◆ PROMPT:
Go to the line holding "impl From<u64> for" in the entries below and write out exactly every line down to and including the line holding "fn from(s: &str)".

◆ RECORDS SUPPLIED:
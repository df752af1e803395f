//! Tagged values.
//!
//! Every argument handed to the builder, every element stored in a repeated
//! field and every snapshot node is one of these variants, so shape decisions
//! are exhaustive matches instead of capability probes.

use crate::error::ValueError;
use crate::message::Message;
use std::collections::BTreeMap;

/// A single primitive value.
#[derive(Debug, Clone, PartialEq)]
pub enum Scalar {
    Bool(bool),
    Int(i64),
    UInt(u64),
    Float(f64),
    String(String),
}

impl Scalar {
    /// Short name of the variant, used in error messages.
    #[must_use]
    pub fn kind_name(&self) -> &'static str {
        match self {
            Self::Bool(_) => "bool",
            Self::Int(_) => "int",
            Self::UInt(_) => "uint",
            Self::Float(_) => "float",
            Self::String(_) => "string",
        }
    }

    #[must_use]
    pub fn as_str(&self) -> Option<&str> {
        match self {
            Self::String(s) => Some(s),
            _ => None,
        }
    }

    #[must_use]
    pub fn as_bool(&self) -> Option<bool> {
        match self {
            Self::Bool(b) => Some(*b),
            _ => None,
        }
    }

    /// Returns the value as `i64` when it is an integer that fits.
    #[must_use]
    pub fn as_i64(&self) -> Option<i64> {
        match self {
            Self::Int(i) => Some(*i),
            Self::UInt(u) => i64::try_from(*u).ok(),
            _ => None,
        }
    }

    /// Returns the value as `u64` when it is a non-negative integer.
    #[must_use]
    pub fn as_u64(&self) -> Option<u64> {
        match self {
            Self::Int(i) => u64::try_from(*i).ok(),
            Self::UInt(u) => Some(*u),
            _ => None,
        }
    }

    /// Returns any numeric value widened to `f64`.
    #[must_use]
    pub fn as_f64(&self) -> Option<f64> {
        match self {
            Self::Int(i) => Some(*i as f64),
            Self::UInt(u) => Some(*u as f64),
            Self::Float(f) => Some(*f),
            _ => None,
        }
    }

    /// Plain JSON form. Non-finite floats have no JSON number and become `null`.
    #[must_use]
    pub fn to_json(&self) -> serde_json::Value {
        match self {
            Self::Bool(b) => serde_json::Value::Bool(*b),
            Self::Int(i) => serde_json::Value::from(*i),
            Self::UInt(u) => serde_json::Value::from(*u),
            Self::Float(f) => serde_json::Number::from_f64(*f)
                .map(serde_json::Value::Number)
                .unwrap_or(serde_json::Value::Null),
            Self::String(s) => serde_json::Value::String(s.clone()),
        }
    }
}

/// An argument, stored element or snapshot node.
#[derive(Debug, Clone, PartialEq)]
pub enum Value {
    Scalar(Scalar),
    Sequence(Vec<Value>),
    Mapping(BTreeMap<String, Value>),
    Message(Message),
}

impl Value {
    /// Builds a sequence from anything convertible element-wise.
    pub fn sequence<I, T>(items: I) -> Self
    where
        I: IntoIterator<Item = T>,
        T: Into<Value>,
    {
        Self::Sequence(items.into_iter().map(Into::into).collect())
    }

    /// Builds a mapping from key/value pairs.
    pub fn mapping<I, K, V>(entries: I) -> Self
    where
        I: IntoIterator<Item = (K, V)>,
        K: Into<String>,
        V: Into<Value>,
    {
        Self::Mapping(
            entries
                .into_iter()
                .map(|(k, v)| (k.into(), v.into()))
                .collect(),
        )
    }

    /// Short name of the variant, used in error messages.
    #[must_use]
    pub fn kind_name(&self) -> &'static str {
        match self {
            Self::Scalar(s) => s.kind_name(),
            Self::Sequence(_) => "sequence",
            Self::Mapping(_) => "mapping",
            Self::Message(_) => "message",
        }
    }

    /// Empty strings, sequences and mappings count as absent in snapshots.
    #[must_use]
    pub fn is_empty(&self) -> bool {
        match self {
            Self::Scalar(Scalar::String(s)) => s.is_empty(),
            Self::Sequence(items) => items.is_empty(),
            Self::Mapping(entries) => entries.is_empty(),
            _ => false,
        }
    }

    #[must_use]
    pub fn as_scalar(&self) -> Option<&Scalar> {
        match self {
            Self::Scalar(s) => Some(s),
            _ => None,
        }
    }

    #[must_use]
    pub fn as_str(&self) -> Option<&str> {
        self.as_scalar().and_then(Scalar::as_str)
    }

    #[must_use]
    pub fn as_message(&self) -> Option<&Message> {
        match self {
            Self::Message(m) => Some(m),
            _ => None,
        }
    }

    #[must_use]
    pub fn as_mapping(&self) -> Option<&BTreeMap<String, Value>> {
        match self {
            Self::Mapping(entries) => Some(entries),
            _ => None,
        }
    }

    /// Converts plain JSON into a value.
    ///
    /// `null` object members are dropped (absent); `null` anywhere else is an error.
    pub fn from_json(json: &serde_json::Value) -> Result<Self, ValueError> {
        match json {
            serde_json::Value::Null => Err(ValueError::Null),
            serde_json::Value::Bool(b) => Ok(Self::Scalar(Scalar::Bool(*b))),
            serde_json::Value::Number(n) => {
                if let Some(i) = n.as_i64() {
                    Ok(Self::Scalar(Scalar::Int(i)))
                } else if let Some(u) = n.as_u64() {
                    Ok(Self::Scalar(Scalar::UInt(u)))
                } else {
                    n.as_f64()
                        .filter(|f| f.is_finite())
                        .map(|f| Self::Scalar(Scalar::Float(f)))
                        .ok_or_else(|| ValueError::UnsupportedNumber(n.to_string()))
                }
            }
            serde_json::Value::String(s) => Ok(Self::Scalar(Scalar::String(s.clone()))),
            serde_json::Value::Array(items) => items
                .iter()
                .map(Self::from_json)
                .collect::<Result<Vec<_>, _>>()
                .map(Self::Sequence),
            serde_json::Value::Object(members) => {
                let mut entries = BTreeMap::new();
                for (key, member) in members {
                    if member.is_null() {
                        continue;
                    }
                    entries.insert(key.clone(), Self::from_json(member)?);
                }
                Ok(Self::Mapping(entries))
            }
        }
    }

    /// Plain JSON form; messages are flattened with [`Message::to_plain`].
    #[must_use]
    pub fn to_json(&self) -> serde_json::Value {
        match self {
            Self::Scalar(s) => s.to_json(),
            Self::Sequence(items) => {
                serde_json::Value::Array(items.iter().map(Value::to_json).collect())
            }
            Self::Mapping(entries) => serde_json::Value::Object(
                entries
                    .iter()
                    .map(|(k, v)| (k.clone(), v.to_json()))
                    .collect(),
            ),
            Self::Message(m) => m.to_plain(),
        }
    }
}

impl From<Scalar> for Value {
    fn from(s: Scalar) -> Self {
        Self::Scalar(s)
    }
}

impl From<bool> for Value {
    fn from(b: bool) -> Self {
        Self::Scalar(Scalar::Bool(b))
    }
}

impl From<i32> for Value {
    fn from(i: i32) -> Self {
        Self::Scalar(Scalar::Int(i64::from(i)))
    }
}

impl From<i64> for Value {
    fn from(i: i64) -> Self {
        Self::Scalar(Scalar::Int(i))
    }
}

impl From<u32> for Value {
    fn from(u: u32) -> Self {
        Self::Scalar(Scalar::UInt(u64::from(u)))
    }
}

impl From<u64> for Value {
    fn from(u: u64) -> Self {
        Self::Scalar(Scalar::UInt(u))
    }
}

impl From<f32> for Value {
    fn from(f: f32) -> Self {
        Self::Scalar(Scalar::Float(f64::from(f)))
    }
}

impl From<f64> for Value {
    fn from(f: f64) -> Self {
        Self::Scalar(Scalar::Float(f))
    }
}

impl From<&str> for Value {
    fn from(s: &str) -> Self {
        Self::Scalar(Scalar::String(s.to_string()))
    }
}

impl From<String> for Value {
    fn from(s: String) -> Self {
        Self::Scalar(Scalar::String(s))
    }
}

impl From<Message> for Value {
    fn from(m: Message) -> Self {
        Self::Message(m)
    }
}

impl<T: Into<Value>> From<Vec<T>> for Value {
    fn from(items: Vec<T>) -> Self {
        Self::sequence(items)
    }
}

impl From<BTreeMap<String, Value>> for Value {
    fn from(entries: BTreeMap<String, Value>) -> Self {
        Self::Mapping(entries)
    }
}
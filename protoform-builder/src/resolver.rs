//! Field lookup against the current scope's message type.

use crate::error::{BuildError, BuildResult};
use protoform_model::{Cardinality, FieldDescriptor, FieldKind, Message, MessageType};

/// A field looked up on the current scope's type, with its nested message
/// type resolved ahead of time.
///
/// Owns a copy of the descriptor so the caller can keep mutating the scope
/// while holding it.
#[derive(Debug, Clone, PartialEq)]
pub struct ResolvedField {
    descriptor: FieldDescriptor,
    nested: Option<MessageType>,
    owner: String,
}

impl ResolvedField {
    #[must_use]
    pub fn name(&self) -> &str {
        &self.descriptor.name
    }

    #[must_use]
    pub fn descriptor(&self) -> &FieldDescriptor {
        &self.descriptor
    }

    #[must_use]
    pub fn cardinality(&self) -> Cardinality {
        self.descriptor.cardinality
    }

    #[must_use]
    pub fn kind(&self) -> &FieldKind {
        &self.descriptor.kind
    }

    #[must_use]
    pub fn is_repeated(&self) -> bool {
        self.descriptor.is_repeated()
    }

    /// Message-kind field (singular or repeated). Maps with message values
    /// are maps, not messages.
    #[must_use]
    pub fn is_message(&self) -> bool {
        self.descriptor.is_message()
    }

    #[must_use]
    pub fn is_map(&self) -> bool {
        self.descriptor.is_map()
    }

    /// Nested type for message fields and message-valued maps.
    #[must_use]
    pub fn nested_type(&self) -> Option<&MessageType> {
        self.nested.as_ref()
    }

    /// `Type.field`, used in error messages.
    #[must_use]
    pub fn qualified_name(&self) -> String {
        format!("{}.{}", self.owner, self.descriptor.name)
    }

    pub(crate) fn require_nested(&self) -> BuildResult<&MessageType> {
        self.nested.as_ref().ok_or_else(|| BuildError::InvalidBlockUsage {
            field: self.descriptor.name.clone(),
        })
    }
}

/// Looks up field metadata on a scope.
pub struct FieldResolver;

impl FieldResolver {
    /// Resolves `name` on the scope's message type.
    ///
    /// Lookup is exact and case-sensitive. Fails with `UnknownField` when
    /// the type declares no such field.
    pub fn resolve(scope: &Message, name: &str) -> BuildResult<ResolvedField> {
        Self::resolve_on(scope.message_type(), name)
    }

    pub fn resolve_on(ty: &MessageType, name: &str) -> BuildResult<ResolvedField> {
        let descriptor = ty.field(name).ok_or_else(|| BuildError::UnknownField {
            message_type: ty.name().to_string(),
            field: name.to_string(),
        })?;
        Ok(ResolvedField {
            nested: ty.nested_type(descriptor),
            descriptor: descriptor.clone(),
            owner: ty.name().to_string(),
        })
    }
}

◆ SOLUTION FOR THIS PROBLEM:
impl From<u64> for Value {
    fn from(u: u64) -> Self {
        Self::Scalar(Scalar::UInt(u))
    }
}

impl From<f32> for Value {
    fn from(f: f32) -> Self {
        Self::Scalar(Scalar::Float(f64::from(f)))
    }
}

impl From<f64> for Value {
    fn from(f: f64) -> Self {
        Self::Scalar(Scalar::Float(f))
    }
}

impl From<&str> for Value {
    fn from(s: &str) -> Self {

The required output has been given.